**Instructions for the task:**
Your answer should be a single number: the count of lines in the entries below that contain "sqlite".

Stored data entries
============================================================

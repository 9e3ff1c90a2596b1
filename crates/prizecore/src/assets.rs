//! On-disk prize images.
//!
//! Originals live in one directory, blurred teasers in a sibling directory under
//! the same filename. Teasers are generated lazily and never regenerated once
//! present.

use image::ImageFormat;
use std::path::{Path, PathBuf};
use tempfile::NamedTempFile;

use crate::core::config;
use crate::core::error::{AppError, AppResult};
use crate::imaging::{load_image, obscure};

#[derive(Debug, Clone)]
pub struct AssetStore {
    images_dir: PathBuf,
    hidden_dir: PathBuf,
}

impl AssetStore {
    pub fn new(images_dir: impl AsRef<str>, hidden_dir: impl AsRef<str>) -> Self {
        Self {
            images_dir: PathBuf::from(shellexpand::tilde(images_dir.as_ref()).into_owned()),
            hidden_dir: PathBuf::from(shellexpand::tilde(hidden_dir.as_ref()).into_owned()),
        }
    }

    /// Store rooted at IMAGES_DIR / HIDDEN_IMAGES_DIR.
    pub fn from_config() -> Self {
        Self::new(config::IMAGES_DIR.as_str(), config::HIDDEN_IMAGES_DIR.as_str())
    }

    pub fn images_dir(&self) -> &Path {
        &self.images_dir
    }

    pub fn hidden_dir(&self) -> &Path {
        &self.hidden_dir
    }

    /// Creates both directories if missing.
    pub fn ensure_dirs(&self) -> AppResult<()> {
        fs_err::create_dir_all(&self.images_dir)?;
        fs_err::create_dir_all(&self.hidden_dir)?;
        Ok(())
    }

    pub fn original_path(&self, image: &str) -> AppResult<PathBuf> {
        Ok(self.images_dir.join(validate_file_name(image)?))
    }

    pub fn teaser_path(&self, image: &str) -> AppResult<PathBuf> {
        Ok(self.hidden_dir.join(validate_file_name(image)?))
    }

    pub fn has_teaser(&self, image: &str) -> bool {
        self.teaser_path(image).map(|p| p.is_file()).unwrap_or(false)
    }

    /// Returns the teaser path, blurring the original first if no teaser exists yet.
    ///
    /// Each call writes to its own temporary file in the teaser directory and
    /// renames it into place, so concurrent callers never share a partial file
    /// and a crash mid-write never leaves a truncated teaser behind.
    pub fn ensure_teaser(&self, image: &str) -> AppResult<PathBuf> {
        let teaser_path = self.teaser_path(image)?;
        if teaser_path.is_file() {
            return Ok(teaser_path);
        }

        let original = load_image(&self.original_path(image)?)?;
        let format = ImageFormat::from_path(&teaser_path)?;
        let blurred = obscure(&original);

        fs_err::create_dir_all(&self.hidden_dir)?;
        let mut tmp = NamedTempFile::new_in(&self.hidden_dir)?;
        blurred.write_to(tmp.as_file_mut(), format)?;

        if let Err(e) = tmp.persist(&teaser_path) {
            // Another caller finished the same teaser first
            if teaser_path.is_file() {
                return Ok(teaser_path);
            }
            return Err(AppError::Io(e.error));
        }

        log::info!("Generated teaser {}", teaser_path.display());
        Ok(teaser_path)
    }

    /// Raw bytes of the original image, for delivery to a winner.
    pub fn read_original(&self, image: &str) -> AppResult<Vec<u8>> {
        let path = self.original_path(image)?;
        if !path.is_file() {
            return Err(AppError::MissingImage(path));
        }
        Ok(fs_err::read(&path)?)
    }

    /// Raw bytes of the teaser, generating it on first use.
    pub fn read_teaser(&self, image: &str) -> AppResult<Vec<u8>> {
        let path = self.ensure_teaser(image)?;
        Ok(fs_err::read(&path)?)
    }

    /// Filenames in the images directory with a supported extension, sorted.
    pub fn list_image_files(&self) -> AppResult<Vec<String>> {
        list_image_files_in(&self.images_dir)
    }

    /// Copies supported images from `source_dir` into the images directory.
    ///
    /// Files whose name is already present are left alone. Returns the number
    /// of files copied.
    pub fn import_images(&self, source_dir: &Path) -> AppResult<usize> {
        fs_err::create_dir_all(&self.images_dir)?;
        let mut copied = 0;
        for name in list_image_files_in(source_dir)? {
            let target = self.original_path(&name)?;
            if target.exists() {
                continue;
            }
            fs_err::copy(source_dir.join(&name), &target)?;
            copied += 1;
        }
        if copied > 0 {
            log::info!(
                "Imported {} image(s) from {} into {}",
                copied,
                source_dir.display(),
                self.images_dir.display()
            );
        }
        Ok(copied)
    }
}

fn list_image_files_in(dir: &Path) -> AppResult<Vec<String>> {
    let mut names = Vec::new();
    for entry in fs_err::read_dir(dir)? {
        let entry = entry?;
        if !entry.file_type()?.is_file() {
            continue;
        }
        let Some(name) = entry.file_name().to_str().map(str::to_string) else {
            log::warn!("Skipping non UTF-8 filename in {}", dir.display());
            continue;
        };
        if has_supported_extension(&name) {
            names.push(name);
        }
    }
    names.sort();
    Ok(names)
}

fn has_supported_extension(name: &str) -> bool {
    if name.starts_with('.') {
        return false;
    }
    Path::new(name)
        .extension()
        .and_then(|e| e.to_str())
        .map(|e| {
            let e = e.to_ascii_lowercase();
            config::imaging::SUPPORTED_EXTENSIONS.contains(&e.as_str())
        })
        .unwrap_or(false)
}

/// Prize images are bare filenames; anything that could escape the asset
/// directories is rejected.
fn validate_file_name(image: &str) -> AppResult<&str> {
    let bad = image.is_empty()
        || image == "."
        || image == ".."
        || image.contains('/')
        || image.contains('\\')
        || image.contains('\0');
    if bad {
        return Err(AppError::Validation(format!("invalid image file name: {:?}", image)));
    }
    Ok(image)
}
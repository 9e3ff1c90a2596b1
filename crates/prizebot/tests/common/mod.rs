//! Shared fixtures for prizebot integration tests

#![allow(dead_code)]

use std::sync::Arc;

use image::{Rgb, RgbImage};
use prizecore::{create_pool, AssetStore, PrizeManager};
use tempfile::TempDir;

pub struct TestEnv {
    pub dir: TempDir,
    pub manager: Arc<PrizeManager>,
    pub assets: Arc<AssetStore>,
}

impl TestEnv {
    pub fn new() -> Self {
        let dir = tempfile::tempdir().expect("failed to create tempdir");
        let db_path = dir.path().join("bot.sqlite");
        let pool = create_pool(db_path.to_str().unwrap()).expect("failed to create pool");
        let assets = AssetStore::new(
            dir.path().join("img").to_str().unwrap(),
            dir.path().join("hidden_img").to_str().unwrap(),
        );
        assets.ensure_dirs().unwrap();
        Self {
            dir,
            manager: Arc::new(PrizeManager::new(Arc::new(pool))),
            assets: Arc::new(assets),
        }
    }

    pub fn write_image(&self, name: &str) {
        RgbImage::from_fn(24, 24, |x, y| Rgb([(x * 10) as u8, (y * 10) as u8, 90]))
            .save(self.assets.images_dir().join(name))
            .unwrap();
    }

    /// Writes the images and seeds them, returning prize ids in the same order.
    pub fn seed(&self, names: &[&str]) -> Vec<i64> {
        for name in names {
            self.write_image(name);
        }
        let owned: Vec<String> = names.iter().map(|s| s.to_string()).collect();
        self.manager.seed_prizes(&owned).unwrap();
        let prizes = self.manager.list_prizes().unwrap();
        names
            .iter()
            .map(|name| prizes.iter().find(|p| p.image == *name).unwrap().prize_id)
            .collect()
    }
}
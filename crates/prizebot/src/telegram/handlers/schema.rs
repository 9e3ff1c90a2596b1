//! Dispatcher schema and handler chain builders

use teloxide::dispatching::{UpdateFilterExt, UpdateHandler};
use teloxide::prelude::*;
use teloxide::types::Message;

use super::callbacks::handle_claim_callback;
use super::commands::{handle_help_command, handle_score_command, handle_start_command};
use super::types::{HandlerDeps, HandlerError};
use crate::telegram::bot::Command;

/// Creates the main dispatcher schema for the Telegram bot.
///
/// # Arguments
/// * `deps` - Handler dependencies (prize manager, asset store)
pub fn schema(deps: HandlerDeps) -> UpdateHandler<HandlerError> {
    let deps_commands = deps.clone();
    let deps_callback = deps;

    dptree::entry()
        .branch(command_handler(deps_commands))
        .branch(callback_handler(deps_callback))
}

/// Handler for bot commands (/start, /get_my_score, /help)
fn command_handler(deps: HandlerDeps) -> UpdateHandler<HandlerError> {
    Update::filter_message().branch(dptree::entry().filter_command::<Command>().endpoint(
        move |bot: Bot, msg: Message, cmd: Command| {
            let deps = deps.clone();
            async move {
                log::info!("Received command: {:?} from chat {}", cmd, msg.chat.id);

                match cmd {
                    Command::Start => handle_start_command(&bot, &msg, &deps).await?,
                    Command::GetMyScore => handle_score_command(&bot, &msg, &deps).await?,
                    Command::Help => handle_help_command(&bot, &msg).await?,
                }
                Ok(())
            }
        },
    ))
}

/// Handler for inline button presses
fn callback_handler(deps: HandlerDeps) -> UpdateHandler<HandlerError> {
    Update::filter_callback_query().endpoint(move |bot: Bot, q: CallbackQuery| {
        let deps = deps.clone();
        async move {
            handle_claim_callback(&bot, q, &deps).await?;
            Ok(())
        }
    })
}
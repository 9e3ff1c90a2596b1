use once_cell::sync::Lazy;
use std::env;
use std::time::Duration;

/// Bot token
/// Read from BOT_TOKEN or TELOXIDE_TOKEN environment variable
pub static BOT_TOKEN: Lazy<String> = Lazy::new(|| {
    env::var("BOT_TOKEN")
        .or_else(|_| env::var("TELOXIDE_TOKEN"))
        .unwrap_or_else(|_| String::new())
});

/// Custom Bot API server (local telegram-bot-api), if any
/// Read from BOT_API_URL environment variable
pub static BOT_API_URL: Lazy<Option<String>> = Lazy::new(|| {
    env::var("BOT_API_URL")
        .ok()
        .map(|value| value.trim().to_string())
        .filter(|value| !value.is_empty())
});

/// Database file path
/// Read from DATABASE_PATH environment variable
/// Default: database.sqlite
pub static DATABASE_PATH: Lazy<String> =
    Lazy::new(|| env::var("DATABASE_PATH").unwrap_or_else(|_| "database.sqlite".to_string()));

/// Log file path
/// Read from LOG_FILE_PATH environment variable
/// Default: app.log
pub static LOG_FILE_PATH: Lazy<String> =
    Lazy::new(|| env::var("LOG_FILE_PATH").unwrap_or_else(|_| "app.log".to_string()));

/// Directory with the original prize images
/// Read from IMAGES_DIR environment variable, supports tilde (~) expansion
/// Default: img
pub static IMAGES_DIR: Lazy<String> = Lazy::new(|| expand_dir("IMAGES_DIR", "img"));

/// Directory with the blurred teaser variants (same filenames as IMAGES_DIR)
/// Read from HIDDEN_IMAGES_DIR environment variable
/// Default: hidden_img
pub static HIDDEN_IMAGES_DIR: Lazy<String> = Lazy::new(|| expand_dir("HIDDEN_IMAGES_DIR", "hidden_img"));

fn expand_dir(var: &str, default: &str) -> String {
    let raw = env::var(var).unwrap_or_else(|_| default.to_string());
    shellexpand::tilde(&raw).into_owned()
}

/// Broadcast cycle configuration
pub mod broadcast {
    use super::{env, Duration, Lazy};

    /// Default interval between prize broadcasts (in seconds)
    pub const DEFAULT_INTERVAL_SECS: u64 = 600; // 10 minutes

    /// Interval between prize broadcasts
    /// Read from BROADCAST_INTERVAL_SECS environment variable
    pub static INTERVAL_SECS: Lazy<u64> = Lazy::new(|| {
        env::var("BROADCAST_INTERVAL_SECS")
            .ok()
            .and_then(|v| v.parse::<u64>().ok())
            .filter(|&v| v > 0)
            .unwrap_or(DEFAULT_INTERVAL_SECS)
    });

    /// Pause between two recipients of the same broadcast (milliseconds)
    /// Keeps us under Telegram's per-bot flood limits
    pub const SEND_DELAY_MS: u64 = 100;

    /// Broadcast interval duration
    pub fn interval() -> Duration {
        Duration::from_secs(*INTERVAL_SECS)
    }

    /// Inter-send delay duration
    pub fn send_delay() -> Duration {
        Duration::from_millis(SEND_DELAY_MS)
    }
}

/// Image processing configuration
pub mod imaging {
    /// Edge length of a collage tile (pixels)
    pub const TILE_SIZE: u32 = 200;

    /// Gaussian sigma used for teasers.
    /// Sigma of a 51x51 Gaussian kernel: 0.3 * ((51 - 1) / 2 - 1) + 0.8
    pub const BLUR_SIGMA: f32 = 8.0;

    /// JPEG quality for collages sent to Telegram
    pub const COLLAGE_JPEG_QUALITY: u8 = 85;

    /// File extensions picked up when seeding prizes from the images directory
    pub const SUPPORTED_EXTENSIONS: &[&str] = &["jpg", "jpeg", "png"];
}

/// Retry configuration
pub mod retry {
    use super::Duration;

    /// Maximum number of retries for dispatcher reconnection
    pub const MAX_DISPATCHER_RETRIES: u32 = 5;

    /// Delay between dispatcher retry attempts (in seconds)
    pub const DISPATCHER_RETRY_DELAY_SECS: u64 = 5;

    /// Base for exponential backoff on dispatcher panics (seconds, raised to attempt number)
    pub const EXPONENTIAL_BACKOFF_BASE: u64 = 2;

    /// Attempts to reach the Bot API on startup before giving up
    pub const STARTUP_MAX_RETRIES: u32 = 60;

    /// Dispatcher retry delay duration
    pub fn dispatcher_delay() -> Duration {
        Duration::from_secs(DISPATCHER_RETRY_DELAY_SECS)
    }
}

/// Network configuration
pub mod network {
    use super::Duration;

    /// Request timeout for Bot API calls (in seconds)
    pub const REQUEST_TIMEOUT_SECS: u64 = 60;

    /// Request timeout duration
    pub fn timeout() -> Duration {
        Duration::from_secs(REQUEST_TIMEOUT_SECS)
    }
}

#[cfg(test)]
mod tests {
    use super::*;

    #[test]
    fn blur_sigma_matches_kernel_51() {
        let derived = 0.3 * ((51.0 - 1.0) * 0.5 - 1.0) + 0.8;
        assert!((imaging::BLUR_SIGMA - derived as f32).abs() < 1e-4);
    }

    #[test]
    fn default_durations() {
        assert_eq!(broadcast::send_delay(), Duration::from_millis(100));
        assert_eq!(retry::dispatcher_delay(), Duration::from_secs(5));
        assert!(broadcast::interval() > Duration::ZERO);
    }
}
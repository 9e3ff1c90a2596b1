//! Claim button presses

use std::sync::Arc;

use teloxide::prelude::*;
use teloxide::types::InputFile;

use super::types::{run_blocking, HandlerDeps, HandlerError};
use crate::actions::{self, ClaimReply, CLAIM_GRANTED_CAPTION, GENERIC_ERROR_TEXT};
use crate::telegram::delivery::parse_claim_data;

/// Handle an inline button press. Only `claim:<id>` buttons do anything; the
/// query is always answered so the client stops its spinner.
pub(super) async fn handle_claim_callback(bot: &Bot, q: CallbackQuery, deps: &HandlerDeps) -> Result<(), HandlerError> {
    let Some(prize_id) = q.data.as_deref().and_then(parse_claim_data) else {
        log::warn!("Ignoring callback with unexpected data {:?} from {}", q.data, q.from.id);
        bot.answer_callback_query(q.id).await?;
        return Ok(());
    };

    let chat_id = ChatId::from(q.from.id);
    let user_id = chat_id.0;
    let manager = Arc::clone(&deps.manager);
    let assets = Arc::clone(&deps.assets);

    match run_blocking(move || actions::claim(&manager, &assets, user_id, prize_id)).await {
        Ok(ClaimReply::Prize { photo, image }) => {
            let sent = bot
                .send_photo(chat_id, InputFile::memory(photo).file_name(image))
                .caption(CLAIM_GRANTED_CAPTION)
                .await;
            match &sent {
                Ok(_) => log::info!("Delivered prize {} to {}", prize_id, user_id),
                Err(e) => log::error!("Prize {} won by {} but delivery failed: {}", prize_id, user_id, e),
            }
            let answer = bot.answer_callback_query(q.id);
            match actions::delivery_notice(sent.is_ok()) {
                Some(text) => answer.text(text).await?,
                None => answer.await?,
            };
        }
        Ok(ClaimReply::Notice(text)) => {
            bot.answer_callback_query(q.id).text(text).await?;
        }
        Err(e) => {
            log::error!("Claim of prize {} by {} failed: {}", prize_id, user_id, e);
            bot.answer_callback_query(q.id).text(GENERIC_ERROR_TEXT).await?;
        }
    }
    Ok(())
}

============================================================

**Response:**
3